Records to process below:

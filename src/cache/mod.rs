//! The flow cache: a set-associative, per-line LRU store keyed by
//! [`key::hash_key`].
//!
//! Grounded on `original_source/exporter/cache.c`'s `cache_create_flow` /
//! `cache_find_or_insert` pair. The `CacheRecord{hash, FlowRecord*}` +
//! separate `FlowRecord` pool split from `spec.md` §3 is kept as two
//! parallel arrays (`slots`, `pool`) rather than raw pointers, with a
//! `Vec<usize>` free list standing in for the original's intrusive
//! free-list pointer chain.

pub mod key;
pub mod record;

use key::{build_key, hash_key, FlowFields, KeyBuildOutcome};
use record::FlowRecord;

use crate::config::{CacheConfig, ConfigError};
use crate::events::{ExportReason, FlowEvent, FlowHook, FlowHooks};
use crate::exporter::{bootstrap_fields, Exporter, ExportError, ExporterConfig, TemplateHandle};
use crate::metrics::{CacheMetrics, CacheMetricsSnapshot};
use crate::plugins::{ActionFlags, PluginRuntime};
use crate::time::Timestamp;

/// Error raised by [`FlowCache::new`].
///
/// Per `spec.md` §7, cache invariant violations at runtime are bugs and
/// this crate does not attempt to recover from them (see the `unreachable!`
/// calls in [`key::build_key`]); this type only covers the two kinds of
/// failure that can occur before a single packet is ever processed:
/// rejecting a malformed [`CacheConfig`], and the exporter's own
/// `prepare`/`init`/`create_template` sequence failing.
#[derive(Debug, Clone)]
pub enum CacheError {
    Config(ConfigError),
    Export(ExportError),
}

impl std::fmt::Display for CacheError {
    fn fmt(&self, f: &mut std::fmt::Formatter<'_>) -> std::fmt::Result {
        match self {
            CacheError::Config(e) => write!(f, "{e}"),
            CacheError::Export(e) => write!(f, "{e}"),
        }
    }
}

impl std::error::Error for CacheError {}

#[derive(Debug, Clone, Copy)]
struct CacheSlot {
    hash: u64,
    pool_index: usize,
}

impl CacheSlot {
    const EMPTY: CacheSlot = CacheSlot { hash: 0, pool_index: 0 };
}

/// The flow cache. Owns the `FlowRecord` pool, the plugin runtime, and the
/// exporter it drives on every eviction.
pub struct FlowCache {
    config: CacheConfig,
    slots: Vec<CacheSlot>,
    pool: Vec<FlowRecord>,
    free_list: Vec<usize>,
    plugins: PluginRuntime,
    exporter: Box<dyn Exporter>,
    template: TemplateHandle,
    metrics: CacheMetrics,
    hooks: FlowHooks,
    last_scan: Option<Timestamp>,
}

impl FlowCache {
    /// Allocates the `CacheRecord` array and a `FlowRecord` pool of size
    /// `cache_size + 1`, registers plugins, and drives the exporter through
    /// `prepare`/`init`/`create_template`/`send_templates` with the
    /// bootstrap-only template (`spec.md` §1 places per-protocol template
    /// fields out of scope).
    pub fn new(
        config: CacheConfig,
        plugins: PluginRuntime,
        mut exporter: Box<dyn Exporter>,
        exporter_config: &ExporterConfig,
    ) -> Result<Self, CacheError> {
        if config.cache_size == 0 || !config.cache_size.is_power_of_two() {
            return Err(CacheError::Config(ConfigError::InvalidCacheSize(config.cache_size)));
        }
        if config.line_size == 0
            || !config.line_size.is_power_of_two()
            || config.line_size > config.cache_size
            || config.cache_size % config.line_size != 0
        {
            return Err(CacheError::Config(ConfigError::InvalidLineSize {
                cache_size: config.cache_size,
                line_size: config.line_size,
            }));
        }

        exporter.prepare().map_err(CacheError::Export)?;
        exporter.init(exporter_config).map_err(CacheError::Export)?;
        let template = exporter.create_template(&bootstrap_fields()).map_err(CacheError::Export)?;
        exporter.send_templates().map_err(CacheError::Export)?;

        let extension_count = plugins.extension_count();
        let pool_size = config.cache_size + 1;
        let pool = (0..pool_size).map(|_| FlowRecord::new(extension_count)).collect();
        let free_list = (0..pool_size).collect();
        let slots = vec![CacheSlot::EMPTY; config.cache_size];

        Ok(Self {
            config,
            slots,
            pool,
            free_list,
            plugins,
            exporter,
            template,
            metrics: CacheMetrics::new(),
            hooks: FlowHooks::new(),
            last_scan: None,
        })
    }

    pub fn metrics(&self) -> CacheMetricsSnapshot {
        self.metrics.snapshot()
    }

    pub fn register_hook<F>(&mut self, hook: F)
    where
        F: Fn(&FlowEvent) + Send + Sync + 'static,
    {
        self.hooks.register(hook);
    }

    pub fn live_flow_count(&self) -> usize {
        self.pool.len() - self.free_list.len()
    }

    /// Feeds one parsed packet into the cache. `raw` is the full captured
    /// packet; descriptors' byte offsets (and the offsets this function
    /// derives on conflict-split) index into it.
    pub fn add_packet(&mut self, descriptors: &[crate::parser::headers::HeaderDescriptor], raw: &[u8], at: Timestamp, parent_id: u64) {
        self.add_packet_inner(descriptors, raw, at, parent_id);
    }

    fn add_packet_inner(&mut self, descriptors: &[crate::parser::headers::HeaderDescriptor], raw: &[u8], at: Timestamp, parent_id: u64) {
        let Some(scratch_idx) = self.free_list.pop() else {
            // cache_size + 1 invariant guarantees a scratch is always
            // available; this is unreachable outside a prior invariant bug.
            return;
        };

        match build_key(descriptors) {
            KeyBuildOutcome::NoIpLayer => {
                self.free_list.push(scratch_idx);
            }
            KeyBuildOutcome::Conflict {
                prefix_key,
                prefix_fields,
                prefix_payload_offset,
                at: split,
            } => {
                self.metrics.record_conflict_split();
                self.hooks.trigger(&FlowEvent::ConflictSplit { at });
                let prefix_hash = hash_key(prefix_key.as_bytes());
                self.ingest(scratch_idx, prefix_hash, prefix_fields, raw, prefix_payload_offset, at, parent_id);
                // The remainder becomes its own flow, parented to the
                // prefix flow this call just created or updated.
                self.add_packet_inner(&descriptors[split..], raw, at, prefix_hash);
            }
            KeyBuildOutcome::Built { key, fields, payload_offset } => {
                let hash = hash_key(key.as_bytes());
                self.ingest(scratch_idx, hash, fields, raw, payload_offset, at, parent_id);
            }
        }
    }

    /// Steps 4-9 of `add_packet`: locate or create the slot, run the
    /// plugin lifecycle, then the active-timeout check and the throttled
    /// inactive scan. `scratch_idx` is a pool slot already popped from the
    /// free list by the caller.
    fn ingest(&mut self, scratch_idx: usize, hash: u64, fields: FlowFields, raw: &[u8], payload_offset: usize, at: Timestamp, parent_id: u64) {
        let line_start = self.line_start(hash);
        let (slot_idx, existing) = self.locate_slot(line_start, hash, at);
        let payload = raw.get(payload_offset..).unwrap_or(&[]);
        let byte_len = u64::from(fields.ip_total_len);

        if existing {
            self.free_list.push(scratch_idx);
            let pool_idx = self.slots[slot_idx].pool_index;
            let flags = self.plugins.pre_update(&mut self.pool[pool_idx], payload, at);

            if flags.contains(ActionFlags::EXPORT) {
                self.export_slot(slot_idx, at, ExportReason::PluginExport);
                return;
            }
            if flags.contains(ActionFlags::FLUSH) {
                self.export_slot(slot_idx, at, ExportReason::PluginFlush);
                self.retry_ingest(hash, fields, raw, payload_offset, at, parent_id);
                return;
            }

            self.pool[pool_idx].accumulate(at, byte_len, fields.tcp_flags);
        } else {
            self.pool[scratch_idx] = FlowRecord::new(self.plugins.extension_count());
            self.pool[scratch_idx].populate_identity(hash, parent_id, at, &fields);
            self.pool[scratch_idx].accumulate(at, byte_len, fields.tcp_flags);
            self.slots[slot_idx] = CacheSlot { hash, pool_index: scratch_idx };
            self.hooks.trigger(&FlowEvent::Created { flow_id: hash, at });

            let flags = self.plugins.post_create(&mut self.pool[scratch_idx], payload, at);
            if flags.contains(ActionFlags::FLUSH) {
                self.export_slot(slot_idx, at, ExportReason::PluginFlush);
                return;
            }
        }

        let pool_idx = self.slots[slot_idx].pool_index;
        if self.pool[pool_idx].is_active_expired(at, self.config.active_timeout_secs) {
            self.export_slot(slot_idx, at, ExportReason::ActiveTimeout);
        }

        let should_scan = match self.last_scan {
            None => true,
            Some(prev) => at.secs_since(prev) > 5,
        };
        if should_scan {
            self.export_expired(at);
            self.last_scan = Some(at);
        }
    }

    /// Re-drives `ingest` with an already-computed key/fields pair, for the
    /// "export then reinsert" `FLUSH` path (the freshly emptied slot takes
    /// the `post_create` branch, per `spec.md` §4.2 step 7).
    fn retry_ingest(&mut self, hash: u64, fields: FlowFields, raw: &[u8], payload_offset: usize, at: Timestamp, parent_id: u64) {
        let Some(scratch_idx) = self.free_list.pop() else {
            return;
        };
        self.ingest(scratch_idx, hash, fields, raw, payload_offset, at, parent_id);
    }

    fn line_start(&self, hash: u64) -> usize {
        let cache_mask = (self.config.cache_size - 1) as u64;
        let line_mask = !(self.config.line_size as u64 - 1);
        (hash & cache_mask & line_mask) as usize
    }

    /// Finds the slot for `hash` within the line starting at `line_start`,
    /// promoting an existing hit to index 0 or evicting the tail to make
    /// room, per `spec.md` §4.2 step 5. Returns `(slot_idx, existing)`.
    fn locate_slot(&mut self, line_start: usize, hash: u64, now: Timestamp) -> (usize, bool) {
        let line_size = self.config.line_size;

        if let Some(pos) = (0..line_size).find(|&i| self.slots[line_start + i].hash == hash) {
            if pos != 0 {
                let matched = self.slots[line_start + pos];
                for i in (1..=pos).rev() {
                    self.slots[line_start + i] = self.slots[line_start + i - 1];
                }
                self.slots[line_start] = matched;
            }
            self.metrics.record_hit();
            return (line_start, true);
        }

        if let Some(pos) = (0..line_size).find(|&i| self.slots[line_start + i].hash == 0) {
            self.metrics.record_miss();
            return (line_start + pos, false);
        }

        self.metrics.record_eviction();
        let tail = line_start + line_size - 1;
        self.export_slot(tail, now, ExportReason::LineFull);
        let mid = line_start + line_size / 2;
        for i in (mid + 1..=tail).rev() {
            self.slots[i] = self.slots[i - 1];
        }
        self.slots[mid] = CacheSlot::EMPTY;
        (mid, false)
    }

    /// Hands a slot's flow to the exporter, runs plugin teardown, and
    /// returns the pool slot to the free list.
    fn export_slot(&mut self, slot_idx: usize, at: Timestamp, reason: ExportReason) {
        let pool_idx = self.slots[slot_idx].pool_index;
        self.plugins.close_flow(&self.pool[pool_idx]);
        let flow_id = self.pool[pool_idx].id;

        if let Err(err) = self.exporter.export_flow(self.template, &self.pool[pool_idx]) {
            log::warn!("ipfix export failed for flow {flow_id}: {err}");
        }

        let _ = self.pool[pool_idx].take_extensions();
        self.free_list.push(pool_idx);
        self.slots[slot_idx] = CacheSlot::EMPTY;

        match reason {
            ExportReason::ActiveTimeout => self.metrics.record_active_timeout(),
            ExportReason::InactiveScan => self.metrics.record_expiration(),
            _ => {}
        }
        self.hooks.trigger(&FlowEvent::Exported { flow_id, reason, at });
    }

    /// Scans every non-empty slot and exports those whose last-seen
    /// timestamp is at least `inactive_timeout_secs` behind `now`.
    pub fn export_expired(&mut self, now: Timestamp) {
        let stale: Vec<usize> = (0..self.slots.len())
            .filter(|&i| self.slots[i].hash != 0)
            .filter(|&i| {
                let pool_idx = self.slots[i].pool_index;
                self.pool[pool_idx].is_inactive_expired(now, self.config.inactive_timeout_secs)
            })
            .collect();
        for idx in stale {
            self.export_slot(idx, now, ExportReason::InactiveScan);
        }
    }

    /// Drains every non-empty slot, regardless of timeout. Calling this
    /// twice in a row is a no-op the second time.
    pub fn export_all(&mut self) {
        for idx in 0..self.slots.len() {
            if self.slots[idx].hash != 0 {
                let pool_idx = self.slots[idx].pool_index;
                let at = self.pool[pool_idx].last;
                self.export_slot(idx, at, ExportReason::Drain);
            }
        }
    }

    /// Drains the cache and hands control back to the exporter's
    /// `shutdown`. Per `spec.md` §5, plugin `close()` already ran as part
    /// of each flow's export.
    pub fn clear(&mut self) -> Result<(), ExportError> {
        self.export_all();
        self.exporter.shutdown()
    }
}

End of Records to process.

What the task asks:
Search the entries for "ExportError" and show every line that has it.

Task solution:
use crate::exporter::{bootstrap_fields, Exporter, ExportError, ExporterConfig, TemplateHandle};
    Export(ExportError),
    pub fn clear(&mut self) -> Result<(), ExportError> {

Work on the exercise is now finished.